### AIM OF THE EXERCISE:
Your answer must be every line of the data that contains "const".

### DATA:
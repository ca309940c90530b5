//! SQLite schema for the deferred jobs database.

use crate::sqlite_column;
use crate::sqlite_persistence::{Column, SqlType, Table, VersionedSchema, DEFAULT_TIMESTAMP};

const FUTURE_JOBS_TABLE_V0: Table = Table {
    name: "future_jobs",
    columns: &[
        sqlite_column!("id", &SqlType::Integer, is_primary_key = true),
        sqlite_column!("dedup_key", &SqlType::Text, non_null = true),
        sqlite_column!("action_type", &SqlType::Text, non_null = true),
        sqlite_column!("action_params", &SqlType::Text, non_null = true),
        sqlite_column!("triggered_at", &SqlType::Integer, non_null = true),
        sqlite_column!("completed_at", &SqlType::Integer),
        sqlite_column!("status", &SqlType::Text, non_null = true),
        sqlite_column!("error", &SqlType::Text),
        sqlite_column!(
            "created_at",
            &SqlType::Integer,
            non_null = true,
            default_value = Some(DEFAULT_TIMESTAMP)
        ),
        sqlite_column!(
            "updated_at",
            &SqlType::Integer,
            non_null = true,
            default_value = Some(DEFAULT_TIMESTAMP)
        ),
    ],
    indices: &[
        ("idx_future_jobs_due", "status, triggered_at"),
        ("idx_future_jobs_dedup_key", "dedup_key"),
    ],
};

pub const FUTURE_JOBS_VERSIONED_SCHEMAS: &[VersionedSchema] = &[VersionedSchema {
    version: 0,
    tables: &[FUTURE_JOBS_TABLE_V0],
}];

### RESPONSE:
const FUTURE_JOBS_TABLE_V0: Table = Table {
pub const FUTURE_JOBS_VERSIONED_SCHEMAS: &[VersionedSchema] = &[VersionedSchema {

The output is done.